And there's another reason
we have come to Samos.
And that is because 2,600 years ago,
Pythagoras was born here.
Pythagoras, a mathematician
and philosopher,
was one of the first humans to realize
that the harmonies and
relationships in the universe
could be given expression using numbers.
The kind of foundations he
generated led eventually
to all of modern mathematical science.
He was also a great teacher.
In fact, legend has it that he invented
the word philosophy, a love of wisdom.
We'll spend a day here on Samos.
Before the clock strikes midnight,
we will have recounted the great events
of our 14 billion year cosmic evolution.
Our immense journey told in a single day
on one of Earth's magical islands.
How did it all start?
An awesome question, certainly.
But it appears there
really was a beginning.
Some scientists refer to
this as the Big Bang.
I like to call it the great flaring forth.

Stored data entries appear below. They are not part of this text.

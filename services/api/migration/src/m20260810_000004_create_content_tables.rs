use sea_orm_migration::prelude::*;

#[derive(DeriveMigrationName)]
pub struct Migration;

#[async_trait::async_trait]
impl MigrationTrait for Migration {
    async fn up(&self, manager: &SchemaManager) -> Result<(), DbErr> {
        manager
            .create_table(
                Table::create()
                    .table(Projects::Table)
                    .if_not_exists()
                    .col(
                        ColumnDef::new(Projects::Id)
                            .uuid()
                            .not_null()
                            .primary_key(),
                    )
                    .col(ColumnDef::new(Projects::Title).string().not_null())
                    .col(ColumnDef::new(Projects::Subtitle).string())
                    .col(ColumnDef::new(Projects::Description).text())
                    .col(
                        ColumnDef::new(Projects::FrontendTechs)
                            .json_binary()
                            .not_null(),
                    )
                    .col(
                        ColumnDef::new(Projects::BackendTechs)
                            .json_binary()
                            .not_null(),
                    )
                    .col(
                        ColumnDef::new(Projects::DevopsTechs)
                            .json_binary()
                            .not_null(),
                    )
                    .col(
                        ColumnDef::new(Projects::OthersTechs)
                            .json_binary()
                            .not_null(),
                    )
                    .col(
                        ColumnDef::new(Projects::IsFeatured)
                            .boolean()
                            .not_null()
                            .default(false),
                    )
                    .col(ColumnDef::new(Projects::LiveUrl).string())
                    .col(ColumnDef::new(Projects::GithubUrl).string())
                    .col(ColumnDef::new(Projects::ImageUrl).string())
                    .col(
                        ColumnDef::new(Projects::CreatedAt)
                            .timestamp_with_time_zone()
                            .not_null(),
                    )
                    .col(
                        ColumnDef::new(Projects::UpdatedAt)
                            .timestamp_with_time_zone()
                            .not_null(),
                    )
                    .to_owned(),
            )
            .await?;

        manager
            .create_table(
                Table::create()
                    .table(Blogs::Table)
                    .if_not_exists()
                    .col(ColumnDef::new(Blogs::Id).uuid().not_null().primary_key())
                    .col(ColumnDef::new(Blogs::Title).string().not_null())
                    .col(ColumnDef::new(Blogs::Category).string())
                    .col(ColumnDef::new(Blogs::Blocks).json_binary().not_null())
                    .col(ColumnDef::new(Blogs::Tags).json_binary().not_null())
                    .col(ColumnDef::new(Blogs::CoverImageUrl).string())
                    .col(
                        ColumnDef::new(Blogs::CreatedAt)
                            .timestamp_with_time_zone()
                            .not_null(),
                    )
                    .col(
                        ColumnDef::new(Blogs::UpdatedAt)
                            .timestamp_with_time_zone()
                            .not_null(),
                    )
                    .to_owned(),
            )
            .await?;

        manager
            .create_table(
                Table::create()
                    .table(Experiences::Table)
                    .if_not_exists()
                    .col(
                        ColumnDef::new(Experiences::Id)
                            .uuid()
                            .not_null()
                            .primary_key(),
                    )
                    .col(ColumnDef::new(Experiences::Title).string().not_null())
                    .col(ColumnDef::new(Experiences::Company).string().not_null())
                    .col(ColumnDef::new(Experiences::Location).string())
                    .col(
                        ColumnDef::new(Experiences::StartingDate)
                            .timestamp_with_time_zone()
                            .not_null(),
                    )
                    .col(ColumnDef::new(Experiences::EndingDate).timestamp_with_time_zone())
                    .col(ColumnDef::new(Experiences::Description).text())
                    .col(
                        ColumnDef::new(Experiences::KeyAchievements)
                            .json_binary()
                            .not_null(),
                    )
                    .col(
                        ColumnDef::new(Experiences::Technologies)
                            .json_binary()
                            .not_null(),
                    )
                    .col(
                        ColumnDef::new(Experiences::CreatedAt)
                            .timestamp_with_time_zone()
                            .not_null(),
                    )
                    .to_owned(),
            )
            .await?;

        manager
            .create_table(
                Table::create()
                    .table(Educations::Table)
                    .if_not_exists()
                    .col(
                        ColumnDef::new(Educations::Id)
                            .uuid()
                            .not_null()
                            .primary_key(),
                    )
                    .col(ColumnDef::new(Educations::Title).string().not_null())
                    .col(ColumnDef::new(Educations::Institution).string().not_null())
                    .col(ColumnDef::new(Educations::Location).string())
                    .col(ColumnDef::new(Educations::GraduationDate).timestamp_with_time_zone())
                    .col(ColumnDef::new(Educations::Description).text())
                    .col(ColumnDef::new(Educations::ImageUrl).string())
                    .col(
                        ColumnDef::new(Educations::CreatedAt)
                            .timestamp_with_time_zone()
                            .not_null(),
                    )
                    .to_owned(),
            )
            .await?;

        manager
            .create_table(
                Table::create()
                    .table(Awards::Table)
                    .if_not_exists()
                    .col(ColumnDef::new(Awards::Id).uuid().not_null().primary_key())
                    .col(ColumnDef::new(Awards::Title).string().not_null())
                    .col(ColumnDef::new(Awards::Subtitle).string())
                    .col(ColumnDef::new(Awards::AwardFrom).string())
                    .col(ColumnDef::new(Awards::AwardDate).timestamp_with_time_zone())
                    .col(ColumnDef::new(Awards::Description).text())
                    .col(ColumnDef::new(Awards::ImageUrl).string())
                    .col(
                        ColumnDef::new(Awards::CreatedAt)
                            .timestamp_with_time_zone()
                            .not_null(),
                    )
                    .to_owned(),
            )
            .await?;

        manager
            .create_table(
                Table::create()
                    .table(Reviews::Table)
                    .if_not_exists()
                    .col(ColumnDef::new(Reviews::Id).uuid().not_null().primary_key())
                    .col(ColumnDef::new(Reviews::Name).string().not_null())
                    .col(ColumnDef::new(Reviews::Subtitle).string())
                    .col(ColumnDef::new(Reviews::Rate).small_integer().not_null())
                    .col(ColumnDef::new(Reviews::Comment).text())
                    .col(
                        ColumnDef::new(Reviews::CreatedAt)
                            .timestamp_with_time_zone()
                            .not_null(),
                    )
                    .to_owned(),
            )
            .await?;

        manager
            .create_table(
                Table::create()
                    .table(Faqs::Table)
                    .if_not_exists()
                    .col(ColumnDef::new(Faqs::Id).uuid().not_null().primary_key())
                    .col(ColumnDef::new(Faqs::Question).string().not_null())
                    .col(ColumnDef::new(Faqs::Answer).text().not_null())
                    .col(ColumnDef::new(Faqs::Category).string())
                    .col(
                        ColumnDef::new(Faqs::CreatedAt)
                            .timestamp_with_time_zone()
                            .not_null(),
                    )
                    .to_owned(),
            )
            .await?;

        manager
            .create_table(
                Table::create()
                    .table(Services::Table)
                    .if_not_exists()
                    .col(
                        ColumnDef::new(Services::Id)
                            .uuid()
                            .not_null()
                            .primary_key(),
                    )
                    .col(ColumnDef::new(Services::Title).string().not_null())
                    .col(ColumnDef::new(Services::Subtitle).string())
                    .col(
                        ColumnDef::new(Services::BulletPoints)
                            .json_binary()
                            .not_null(),
                    )
                    .col(
                        ColumnDef::new(Services::CoreTechStacks)
                            .json_binary()
                            .not_null(),
                    )
                    .col(
                        ColumnDef::new(Services::CreatedAt)
                            .timestamp_with_time_zone()
                            .not_null(),
                    )
                    .to_owned(),
            )
            .await?;

        manager
            .create_table(
                Table::create()
                    .table(Socials::Table)
                    .if_not_exists()
                    .col(ColumnDef::new(Socials::Id).uuid().not_null().primary_key())
                    .col(ColumnDef::new(Socials::Title).string().not_null())
                    .col(ColumnDef::new(Socials::Url).string().not_null())
                    .col(
                        ColumnDef::new(Socials::CreatedAt)
                            .timestamp_with_time_zone()
                            .not_null(),
                    )
                    .to_owned(),
            )
            .await?;

        manager
            .create_table(
                Table::create()
                    .table(NpmPackages::Table)
                    .if_not_exists()
                    .col(
                        ColumnDef::new(NpmPackages::Id)
                            .uuid()
                            .not_null()
                            .primary_key(),
                    )
                    .col(ColumnDef::new(NpmPackages::Title).string().not_null())
                    .col(ColumnDef::new(NpmPackages::Version).string().not_null())
                    .col(ColumnDef::new(NpmPackages::Description).text())
                    .col(ColumnDef::new(NpmPackages::LiveUrl).string())
                    .col(ColumnDef::new(NpmPackages::GithubUrl).string())
                    .col(ColumnDef::new(NpmPackages::Installable).string())
                    .col(ColumnDef::new(NpmPackages::Tags).json_binary().not_null())
                    .col(
                        ColumnDef::new(NpmPackages::CreatedAt)
                            .timestamp_with_time_zone()
                            .not_null(),
                    )
                    .col(
                        ColumnDef::new(NpmPackages::UpdatedAt)
                            .timestamp_with_time_zone()
                            .not_null(),
                    )
                    .to_owned(),
            )
            .await?;

        manager
            .create_table(
                Table::create()
                    .table(Skills::Table)
                    .if_not_exists()
                    .col(ColumnDef::new(Skills::Id).uuid().not_null().primary_key())
                    .col(ColumnDef::new(Skills::Name).string().not_null())
                    .col(ColumnDef::new(Skills::Description).text())
                    .col(
                        ColumnDef::new(Skills::CreatedAt)
                            .timestamp_with_time_zone()
                            .not_null(),
                    )
                    .to_owned(),
            )
            .await
    }

    async fn down(&self, manager: &SchemaManager) -> Result<(), DbErr> {
        manager
            .drop_table(Table::drop().table(Skills::Table).to_owned())
            .await?;
        manager
            .drop_table(Table::drop().table(NpmPackages::Table).to_owned())
            .await?;
        manager
            .drop_table(Table::drop().table(Socials::Table).to_owned())
            .await?;
        manager
            .drop_table(Table::drop().table(Services::Table).to_owned())
            .await?;
        manager
            .drop_table(Table::drop().table(Faqs::Table).to_owned())
            .await?;
        manager
            .drop_table(Table::drop().table(Reviews::Table).to_owned())
            .await?;
        manager
            .drop_table(Table::drop().table(Awards::Table).to_owned())
            .await?;
        manager
            .drop_table(Table::drop().table(Educations::Table).to_owned())
            .await?;
        manager
            .drop_table(Table::drop().table(Experiences::Table).to_owned())
            .await?;
        manager
            .drop_table(Table::drop().table(Blogs::Table).to_owned())
            .await?;
        manager
            .drop_table(Table::drop().table(Projects::Table).to_owned())
            .await
    }
}

#[derive(Iden)]
enum Projects {
    Table,
    Id,
    Title,
    Subtitle,
    Description,
    FrontendTechs,
    BackendTechs,
    DevopsTechs,
    OthersTechs,
    IsFeatured,
    LiveUrl,
    GithubUrl,
    ImageUrl,
    CreatedAt,
    UpdatedAt,
}

#[derive(Iden)]
enum Blogs {
    Table,
    Id,
    Title,
    Category,
    Blocks,
    Tags,
    CoverImageUrl,
    CreatedAt,
    UpdatedAt,
}

#[derive(Iden)]
enum Experiences {
    Table,
    Id,
    Title,
    Company,
    Location,
    StartingDate,
    EndingDate,
    Description,
    KeyAchievements,
    Technologies,
    CreatedAt,
}

#[derive(Iden)]
enum Educations {
    Table,
    Id,
    Title,
    Institution,
    Location,
    GraduationDate,
    Description,
    ImageUrl,
    CreatedAt,
}

#[derive(Iden)]
enum Awards {
    Table,
    Id,
    Title,
    Subtitle,
    AwardFrom,
    AwardDate,
    Description,
    ImageUrl,
    CreatedAt,
}

#[derive(Iden)]
enum Reviews {
    Table,
    Id,
    Name,
    Subtitle,
    Rate,
    Comment,
    CreatedAt,
}

#[derive(Iden)]
enum Faqs {
    Table,
    Id,
    Question,
    Answer,
    Category,
    CreatedAt,
}

#[derive(Iden)]
enum Services {
    Table,
    Id,
    Title,
    Subtitle,
    BulletPoints,
    CoreTechStacks,
    CreatedAt,
}

#[derive(Iden)]
enum Socials {
    Table,
    Id,
    Title,
    Url,
    CreatedAt,
}

#[derive(Iden)]
enum NpmPackages {
    Table,
    Id,
    Title,
    Version,
    Description,
    LiveUrl,
    GithubUrl,
    Installable,
    Tags,
    CreatedAt,
    UpdatedAt,
}

#[derive(Iden)]
enum Skills {
    Table,
    Id,
    Name,
    Description,
    CreatedAt,
}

Imagine the universe beginning like this.
14 billion years ago,
everything in the universe,
all the bright matter of
the stars and galaxies,
as well as all the dark
matter no one has ever seen.
All of it existed in a single point
so energetic it was
trillions of degrees hot.
Instantly this micro-universal rushed apart
even faster than the speed of light.
The discovery that the
universe has expanded
and is still expanding
is one of the greatest
of human history.
The common understanding had been
that the universe is simply a vast space.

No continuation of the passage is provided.